10. The Trial Judge has made a comment that the complainant had not chosen to implicate the power of attorney holder. Firstly, it is found that the role of the power of attorney holder was not at all referred to in the complaint. In fact, the complainant has categorically stated in the complaint that there was no encumbrance in the suit property till the year 2003. The power of attorney alleged to have been executed by the father of the complainant was not reflected in the encumbrance certificate. Therefore, the question of arraigning the power of attorney holder in the complaint itself as one of the accused does not arise for consideration. If the Judicial Magistrate, during the course of taking cognizance of the offence under section 190 of the Code of Criminal Procedure, comes to the decision that a third party also is involved , he can very well take cognizance of the offence as against such persons also. In fact, a duty is cast upon the Judicial Magistrate under Section 190 of the Code of Criminal Procedure to take cognizance of an offence as against all the persons involved in the case. If such a course was not adopted by the Judicial Magistrate, he could very well wait till the evidence is let in by the parties. If he is convinced that sufficient materials are available to arraign any person as an accused alongwith the accused who is facing trial, he can invoke section 319 of the Code of Criminal Procedure and arraign such a person concerned also as an accused. In the considered opinion of this court, the Trial Court has wrongly exercised the power under section 245(2) of the Code of Criminal Procedure to discharge an accused on the ground that the power of attorney holder was not included as one of the accused by the complainant.

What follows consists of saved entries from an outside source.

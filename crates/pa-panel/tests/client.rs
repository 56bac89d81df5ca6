//! Panel client behavior against a scripted HTTP responder.

use pa_panel::{PanelClient, PanelError};
use parking_lot::Mutex;
use std::sync::Arc;
use std::time::Duration;
use tokio::io::{AsyncReadExt, AsyncWriteExt};
use tokio::net::TcpListener;

/// Serve one canned response per accepted connection, recording each
/// request head for later assertions.
async fn spawn_server(responses: Vec<String>) -> (String, Arc<Mutex<Vec<String>>>) {
    let listener = TcpListener::bind("127.0.0.1:0").await.unwrap();
    let addr = listener.local_addr().unwrap();
    let seen = Arc::new(Mutex::new(Vec::new()));
    let record = seen.clone();
    tokio::spawn(async move {
        for response in responses {
            let Ok((mut sock, _)) = listener.accept().await else {
                break;
            };
            let mut buf = vec![0u8; 16 * 1024];
            let mut head = String::new();
            loop {
                match sock.read(&mut buf).await {
                    Ok(0) | Err(_) => break,
                    Ok(n) => {
                        head.push_str(&String::from_utf8_lossy(&buf[..n]));
                        if head.contains("\r\n\r\n") {
                            break;
                        }
                    }
                }
            }
            record.lock().push(head);
            let _ = sock.write_all(response.as_bytes()).await;
            let _ = sock.shutdown().await;
        }
    });
    (format!("http://{addr}"), seen)
}

fn ok_json(body: &str) -> String {
    format!(
        "HTTP/1.1 200 OK\r\nContent-Type: application/json\r\nContent-Length: {}\r\nConnection: close\r\n\r\n{}",
        body.len(),
        body
    )
}

fn empty_status(line: &str) -> String {
    format!("HTTP/1.1 {line}\r\nContent-Length: 0\r\nConnection: close\r\n\r\n")
}

fn client(base: &str, retry_count: u32) -> PanelClient {
    PanelClient::new(base, "/api", "tok-123", Duration::from_secs(5), retry_count).unwrap()
}

#[tokio::test]
async fn config_fetch_caches_and_echoes_etag() {
    let envelope = r#"{"config":{"version":"v1","inbounds":[],"outbounds":[]},"etag":"e1"}"#;
    let (base, seen) = spawn_server(vec![ok_json(envelope), empty_status("304 Not Modified")]).await;
    let client = client(&base, 0);

    let first = client.get_config().await.unwrap();
    let config = first.expect("first fetch returns a payload");
    assert_eq!(config.version, "v1");
    assert_eq!(config.etag, "e1");

    let second = client.get_config().await.unwrap();
    assert!(second.is_none(), "304 must surface as unchanged");

    let seen = seen.lock();
    assert!(seen[0].contains("X-Node-Token: tok-123"));
    assert!(!seen[0].contains("If-None-Match"), "no etag on the first fetch");
    assert!(seen[1].contains("If-None-Match: e1"));
}

#[tokio::test]
async fn server_errors_are_retried() {
    let envelope = r#"{"config":{"version":"v2","inbounds":[],"outbounds":[]},"etag":"e2"}"#;
    let (base, seen) = spawn_server(vec![
        empty_status("503 Service Unavailable"),
        ok_json(envelope),
    ])
    .await;
    let client = client(&base, 2);

    let config = client.get_config().await.unwrap().expect("changed");
    assert_eq!(config.version, "v2");
    assert_eq!(seen.lock().len(), 2);
}

#[tokio::test]
async fn client_errors_are_terminal() {
    let (base, seen) = spawn_server(vec![empty_status("404 Not Found")]).await;
    let client = client(&base, 3);

    let err = client.get_config().await.unwrap_err();
    match err {
        PanelError::Status { status, .. } => assert_eq!(status, 404),
        other => panic!("expected terminal status error, got {other}"),
    }
    assert_eq!(seen.lock().len(), 1, "4xx must not be retried");
}

#[tokio::test]
async fn alive_report_returns_kick_list() {
    let (base, seen) = spawn_server(vec![ok_json(r#"{"success":true,"kickUsers":["a@x"]}"#)]).await;
    let client = client(&base, 0);

    let resp = client.report_alive(&[]).await.unwrap();
    assert!(resp.success);
    assert_eq!(resp.kick_users, vec!["a@x".to_string()]);

    let seen = seen.lock();
    assert!(seen[0].starts_with("POST /api/agent/alive"));
    assert!(seen[0].contains("aliveUsers"));
}
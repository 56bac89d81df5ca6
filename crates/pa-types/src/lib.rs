//! Wire model for the Panel agent API.
//!
//! Everything the agent exchanges with the Panel (declarative node
//! configuration, user lists, telemetry reports) and the credential
//! mapping used when talking to the proxy core. Field names follow the
//! Panel's JSON contract, so every struct here is serde-derived with
//! camelCase renames where the wire differs from Rust convention.

mod node;
mod register;
mod report;
mod user;

pub use node::{Inbound, NodeConfig, Outbound, Routing};
pub use register::{Capabilities, Protocols, RegisterRequest, RegisterResponse};
pub use report::{AliveResponse, AliveUser, EgressIp, StatusReport, TrafficReport};
pub use user::{RateLimit, User, UserList, UserProtocol};

use thiserror::Error;

/// Contract violations in Panel-issued data.
///
/// These are terminal for the offending record only; the caller skips it
/// with a warning and continues with its siblings.
#[derive(Debug, Error)]
pub enum ContractError {
    #[error("user {0} carries neither uuid nor password")]
    MissingCredentials(String),
}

11. Section 2 of the Indian Penal Code would read that every person shall be liable to punishment under the Penal Code and not otherwise for every act or omission contrary to the provision thereof. Section 11 of the Indian Penal Code defines the word ‘person’ so as to include any Company or Association or Body of Persons whether incorporated or not. Though the definition is not exhaustive, it includes artificial and juridical person as a whole. The definition of the expression “person” is in pari materia with the definition of the same expression in General Clauses Act also.

12. The cumulative reading of sections 2 and 11 of the Indian Penal Code would indicate that a person, whether natural or juridical, is liable to be punished if he or it is found guilty. The Supreme Court has held in STANDARD CHARTERED BANK v. DIRECTORATE OF ENFORCEMENT (2005 AIR SCW 2829) as follows:-

“36. Therefore, as regards corporate criminal liability, there is no doubt that a corporation or company could be prosecuted for any offence punishable under law, whether it is coming under the strict liability or under absolute liability…

55. …. All penal provisions like all other statutes are to be fairly construed according to the legislative intent as expressed in the enactment. Here, the legislative intent to prosecute corporate bodies for the offence committed by them is clear and explicit and the statute never intended to exonerate them from being prosecuted. It is sheer violence to commonsense that the legislature intended to punish the corporate bodies for minor and silly offences and extended immunity of prosecution to major and grave economic crimes.”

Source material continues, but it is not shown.